Dataset entries

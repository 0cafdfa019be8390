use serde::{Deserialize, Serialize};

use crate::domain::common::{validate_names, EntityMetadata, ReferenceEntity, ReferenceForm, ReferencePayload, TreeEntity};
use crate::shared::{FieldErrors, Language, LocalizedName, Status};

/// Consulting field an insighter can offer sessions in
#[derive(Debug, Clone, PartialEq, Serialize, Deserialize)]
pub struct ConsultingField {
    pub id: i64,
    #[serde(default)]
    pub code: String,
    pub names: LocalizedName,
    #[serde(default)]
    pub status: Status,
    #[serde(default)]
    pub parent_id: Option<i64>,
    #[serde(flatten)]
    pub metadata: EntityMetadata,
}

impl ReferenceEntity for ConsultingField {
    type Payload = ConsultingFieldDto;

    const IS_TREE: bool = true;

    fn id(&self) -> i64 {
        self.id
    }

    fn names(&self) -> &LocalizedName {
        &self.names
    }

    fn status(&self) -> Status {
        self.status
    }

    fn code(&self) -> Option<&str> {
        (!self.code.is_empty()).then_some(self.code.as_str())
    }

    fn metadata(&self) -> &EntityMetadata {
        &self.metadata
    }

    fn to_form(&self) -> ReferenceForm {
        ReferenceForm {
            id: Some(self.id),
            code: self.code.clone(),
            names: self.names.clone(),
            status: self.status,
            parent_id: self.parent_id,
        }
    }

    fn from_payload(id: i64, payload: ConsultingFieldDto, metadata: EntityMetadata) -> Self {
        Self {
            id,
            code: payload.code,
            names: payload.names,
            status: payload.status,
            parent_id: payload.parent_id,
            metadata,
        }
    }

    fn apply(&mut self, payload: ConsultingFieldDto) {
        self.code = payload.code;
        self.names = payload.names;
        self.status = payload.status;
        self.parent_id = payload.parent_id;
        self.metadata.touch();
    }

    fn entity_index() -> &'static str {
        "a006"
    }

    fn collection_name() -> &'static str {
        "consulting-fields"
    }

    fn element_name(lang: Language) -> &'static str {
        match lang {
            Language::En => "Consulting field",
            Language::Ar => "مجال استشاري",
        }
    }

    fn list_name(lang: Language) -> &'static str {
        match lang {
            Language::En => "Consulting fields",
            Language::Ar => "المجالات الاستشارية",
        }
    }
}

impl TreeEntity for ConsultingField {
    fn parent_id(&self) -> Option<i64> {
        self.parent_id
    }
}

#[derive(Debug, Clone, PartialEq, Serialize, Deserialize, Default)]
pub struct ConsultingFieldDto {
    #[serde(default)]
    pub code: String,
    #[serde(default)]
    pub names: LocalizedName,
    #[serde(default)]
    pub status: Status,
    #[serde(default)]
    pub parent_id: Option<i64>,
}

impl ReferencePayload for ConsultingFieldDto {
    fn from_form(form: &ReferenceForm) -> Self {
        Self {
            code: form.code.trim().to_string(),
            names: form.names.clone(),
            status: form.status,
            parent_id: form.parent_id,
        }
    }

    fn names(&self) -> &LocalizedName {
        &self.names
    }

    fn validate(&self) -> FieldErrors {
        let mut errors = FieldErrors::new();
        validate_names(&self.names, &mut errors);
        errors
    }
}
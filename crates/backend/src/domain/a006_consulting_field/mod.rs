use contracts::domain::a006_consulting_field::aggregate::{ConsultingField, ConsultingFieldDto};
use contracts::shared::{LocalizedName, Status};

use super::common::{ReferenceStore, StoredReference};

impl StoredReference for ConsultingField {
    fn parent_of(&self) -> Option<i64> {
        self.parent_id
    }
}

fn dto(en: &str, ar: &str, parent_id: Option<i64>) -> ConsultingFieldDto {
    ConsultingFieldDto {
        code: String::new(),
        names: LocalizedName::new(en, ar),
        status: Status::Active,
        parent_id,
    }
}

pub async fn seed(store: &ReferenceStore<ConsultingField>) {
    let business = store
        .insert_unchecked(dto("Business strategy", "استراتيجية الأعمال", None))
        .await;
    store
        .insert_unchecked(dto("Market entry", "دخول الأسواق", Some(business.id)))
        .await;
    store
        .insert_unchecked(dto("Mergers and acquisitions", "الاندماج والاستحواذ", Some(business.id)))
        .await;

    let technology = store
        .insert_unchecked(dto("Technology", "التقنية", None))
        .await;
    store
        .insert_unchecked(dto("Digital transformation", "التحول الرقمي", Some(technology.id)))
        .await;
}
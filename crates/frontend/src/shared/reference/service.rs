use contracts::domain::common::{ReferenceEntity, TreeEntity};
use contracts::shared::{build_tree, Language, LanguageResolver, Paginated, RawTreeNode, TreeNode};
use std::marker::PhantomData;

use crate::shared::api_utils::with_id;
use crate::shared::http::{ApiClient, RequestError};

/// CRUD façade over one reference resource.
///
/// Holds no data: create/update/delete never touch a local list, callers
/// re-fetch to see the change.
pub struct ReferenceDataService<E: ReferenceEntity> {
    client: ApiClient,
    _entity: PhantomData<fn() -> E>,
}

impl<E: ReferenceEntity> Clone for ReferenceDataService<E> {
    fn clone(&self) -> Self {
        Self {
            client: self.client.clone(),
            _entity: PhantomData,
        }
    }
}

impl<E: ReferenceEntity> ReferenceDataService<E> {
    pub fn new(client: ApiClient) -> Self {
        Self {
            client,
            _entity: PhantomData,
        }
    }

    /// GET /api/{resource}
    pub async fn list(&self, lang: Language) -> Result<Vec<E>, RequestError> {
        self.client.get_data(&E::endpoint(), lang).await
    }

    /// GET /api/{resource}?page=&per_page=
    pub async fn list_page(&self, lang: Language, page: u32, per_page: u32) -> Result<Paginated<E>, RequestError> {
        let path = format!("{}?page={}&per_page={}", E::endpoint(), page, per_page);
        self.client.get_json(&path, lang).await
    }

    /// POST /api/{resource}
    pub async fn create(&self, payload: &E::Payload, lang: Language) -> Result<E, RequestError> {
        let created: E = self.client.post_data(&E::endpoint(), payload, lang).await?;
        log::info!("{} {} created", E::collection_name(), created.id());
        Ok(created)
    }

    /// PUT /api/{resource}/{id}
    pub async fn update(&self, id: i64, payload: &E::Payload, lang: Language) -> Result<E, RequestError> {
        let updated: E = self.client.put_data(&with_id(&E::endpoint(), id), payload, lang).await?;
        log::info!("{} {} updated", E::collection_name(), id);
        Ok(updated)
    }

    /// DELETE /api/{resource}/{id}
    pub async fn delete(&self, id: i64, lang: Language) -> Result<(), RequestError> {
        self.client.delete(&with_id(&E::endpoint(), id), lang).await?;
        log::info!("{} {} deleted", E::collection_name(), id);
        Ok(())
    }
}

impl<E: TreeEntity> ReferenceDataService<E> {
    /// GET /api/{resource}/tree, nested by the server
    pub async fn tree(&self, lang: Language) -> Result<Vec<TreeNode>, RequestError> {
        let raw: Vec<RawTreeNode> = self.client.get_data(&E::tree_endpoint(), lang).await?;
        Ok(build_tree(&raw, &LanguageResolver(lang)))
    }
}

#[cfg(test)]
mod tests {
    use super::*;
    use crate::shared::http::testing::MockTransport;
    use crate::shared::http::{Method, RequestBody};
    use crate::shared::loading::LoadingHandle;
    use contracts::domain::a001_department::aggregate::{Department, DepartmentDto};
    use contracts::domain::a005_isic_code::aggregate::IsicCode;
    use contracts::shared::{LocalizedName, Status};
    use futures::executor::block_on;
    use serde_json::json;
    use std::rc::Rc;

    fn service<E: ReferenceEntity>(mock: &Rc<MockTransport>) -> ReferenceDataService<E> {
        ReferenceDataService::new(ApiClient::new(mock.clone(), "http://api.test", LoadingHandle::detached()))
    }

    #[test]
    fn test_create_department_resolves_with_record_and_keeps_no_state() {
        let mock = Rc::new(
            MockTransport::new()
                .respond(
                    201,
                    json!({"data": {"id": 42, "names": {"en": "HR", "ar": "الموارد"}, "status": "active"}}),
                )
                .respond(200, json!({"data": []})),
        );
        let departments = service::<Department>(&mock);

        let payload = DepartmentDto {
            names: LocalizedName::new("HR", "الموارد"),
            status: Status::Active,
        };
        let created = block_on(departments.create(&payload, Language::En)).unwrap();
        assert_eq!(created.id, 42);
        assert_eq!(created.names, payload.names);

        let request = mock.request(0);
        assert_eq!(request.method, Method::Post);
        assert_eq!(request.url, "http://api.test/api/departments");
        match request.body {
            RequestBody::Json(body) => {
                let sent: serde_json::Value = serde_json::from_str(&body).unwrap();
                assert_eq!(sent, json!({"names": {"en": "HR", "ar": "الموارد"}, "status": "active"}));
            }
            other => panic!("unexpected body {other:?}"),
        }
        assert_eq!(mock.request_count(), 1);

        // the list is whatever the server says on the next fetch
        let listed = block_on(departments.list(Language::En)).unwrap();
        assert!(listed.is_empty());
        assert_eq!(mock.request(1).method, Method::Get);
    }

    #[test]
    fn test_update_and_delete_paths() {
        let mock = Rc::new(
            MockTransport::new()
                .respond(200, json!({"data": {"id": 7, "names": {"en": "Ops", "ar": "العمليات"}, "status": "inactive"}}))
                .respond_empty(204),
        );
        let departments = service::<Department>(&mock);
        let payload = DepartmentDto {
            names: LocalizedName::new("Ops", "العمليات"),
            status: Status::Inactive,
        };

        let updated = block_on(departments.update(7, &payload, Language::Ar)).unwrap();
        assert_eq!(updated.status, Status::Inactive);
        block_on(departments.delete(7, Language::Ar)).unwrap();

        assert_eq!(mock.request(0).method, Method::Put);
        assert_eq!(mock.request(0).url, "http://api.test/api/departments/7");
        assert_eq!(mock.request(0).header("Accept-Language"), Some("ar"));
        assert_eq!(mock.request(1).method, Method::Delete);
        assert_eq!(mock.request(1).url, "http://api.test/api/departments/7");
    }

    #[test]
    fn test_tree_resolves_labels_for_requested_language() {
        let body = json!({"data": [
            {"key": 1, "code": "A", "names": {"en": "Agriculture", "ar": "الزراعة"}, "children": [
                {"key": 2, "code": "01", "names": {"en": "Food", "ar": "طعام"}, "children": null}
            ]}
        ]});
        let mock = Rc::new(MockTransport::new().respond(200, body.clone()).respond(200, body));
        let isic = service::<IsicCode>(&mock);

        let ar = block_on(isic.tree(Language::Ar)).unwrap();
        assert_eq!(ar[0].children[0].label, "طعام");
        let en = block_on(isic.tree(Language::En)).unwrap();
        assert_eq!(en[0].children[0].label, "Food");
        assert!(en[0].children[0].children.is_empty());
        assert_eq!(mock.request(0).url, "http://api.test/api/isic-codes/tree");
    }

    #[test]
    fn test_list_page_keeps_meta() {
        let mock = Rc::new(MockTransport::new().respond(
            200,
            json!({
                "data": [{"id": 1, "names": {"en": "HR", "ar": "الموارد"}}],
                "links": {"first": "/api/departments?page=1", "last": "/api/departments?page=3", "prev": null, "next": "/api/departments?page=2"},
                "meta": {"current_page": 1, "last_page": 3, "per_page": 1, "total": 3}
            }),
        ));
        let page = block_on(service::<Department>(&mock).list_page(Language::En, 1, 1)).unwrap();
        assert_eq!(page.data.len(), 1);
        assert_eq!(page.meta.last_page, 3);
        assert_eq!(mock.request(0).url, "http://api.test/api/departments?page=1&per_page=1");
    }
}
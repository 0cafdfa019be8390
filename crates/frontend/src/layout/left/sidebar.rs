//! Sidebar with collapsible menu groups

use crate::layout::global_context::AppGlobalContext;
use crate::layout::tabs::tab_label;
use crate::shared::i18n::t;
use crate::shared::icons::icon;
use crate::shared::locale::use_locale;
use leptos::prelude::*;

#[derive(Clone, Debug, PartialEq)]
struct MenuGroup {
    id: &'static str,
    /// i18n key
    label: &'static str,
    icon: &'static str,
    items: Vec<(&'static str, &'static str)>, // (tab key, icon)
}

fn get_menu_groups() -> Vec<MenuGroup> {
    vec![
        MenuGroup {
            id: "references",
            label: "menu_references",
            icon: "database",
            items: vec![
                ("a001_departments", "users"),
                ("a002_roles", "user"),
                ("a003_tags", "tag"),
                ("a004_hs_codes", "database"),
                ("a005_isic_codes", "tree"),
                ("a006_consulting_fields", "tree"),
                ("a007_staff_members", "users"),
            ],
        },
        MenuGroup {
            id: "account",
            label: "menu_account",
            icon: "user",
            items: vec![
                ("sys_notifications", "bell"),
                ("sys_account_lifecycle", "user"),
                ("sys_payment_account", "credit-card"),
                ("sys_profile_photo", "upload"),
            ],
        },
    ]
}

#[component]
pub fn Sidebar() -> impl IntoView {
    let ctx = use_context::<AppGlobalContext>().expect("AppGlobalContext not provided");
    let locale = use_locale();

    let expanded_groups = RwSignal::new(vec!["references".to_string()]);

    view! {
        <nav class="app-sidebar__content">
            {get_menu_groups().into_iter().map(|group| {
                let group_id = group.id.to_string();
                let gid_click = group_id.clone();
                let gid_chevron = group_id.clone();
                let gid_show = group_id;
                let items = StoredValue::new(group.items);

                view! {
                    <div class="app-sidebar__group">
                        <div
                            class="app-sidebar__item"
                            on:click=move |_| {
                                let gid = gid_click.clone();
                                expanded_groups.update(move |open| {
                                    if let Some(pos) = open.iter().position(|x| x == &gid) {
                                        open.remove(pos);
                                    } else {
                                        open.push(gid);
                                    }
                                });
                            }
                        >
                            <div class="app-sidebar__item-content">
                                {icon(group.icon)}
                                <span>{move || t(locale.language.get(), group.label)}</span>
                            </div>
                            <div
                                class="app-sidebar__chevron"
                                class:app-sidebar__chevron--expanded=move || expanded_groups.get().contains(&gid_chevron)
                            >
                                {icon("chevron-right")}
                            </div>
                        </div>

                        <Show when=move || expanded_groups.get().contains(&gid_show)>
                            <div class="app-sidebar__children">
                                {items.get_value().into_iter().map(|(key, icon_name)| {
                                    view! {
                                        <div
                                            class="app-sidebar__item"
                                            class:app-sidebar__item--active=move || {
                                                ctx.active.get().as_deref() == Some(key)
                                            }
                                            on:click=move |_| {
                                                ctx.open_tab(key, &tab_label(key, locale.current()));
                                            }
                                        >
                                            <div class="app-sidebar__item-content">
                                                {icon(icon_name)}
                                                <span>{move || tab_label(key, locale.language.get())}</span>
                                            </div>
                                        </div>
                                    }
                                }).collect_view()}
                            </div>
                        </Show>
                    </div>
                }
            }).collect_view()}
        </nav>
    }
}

**Task requirements**: The job here is to find each line above with the word "crates" and copy it.

**Answer below**:
filename crates/backend/src/domain/a006_consulting_field/mod.rs
filename crates/frontend/src/shared/reference/service.rs
filename crates/frontend/src/layout/left/sidebar.rs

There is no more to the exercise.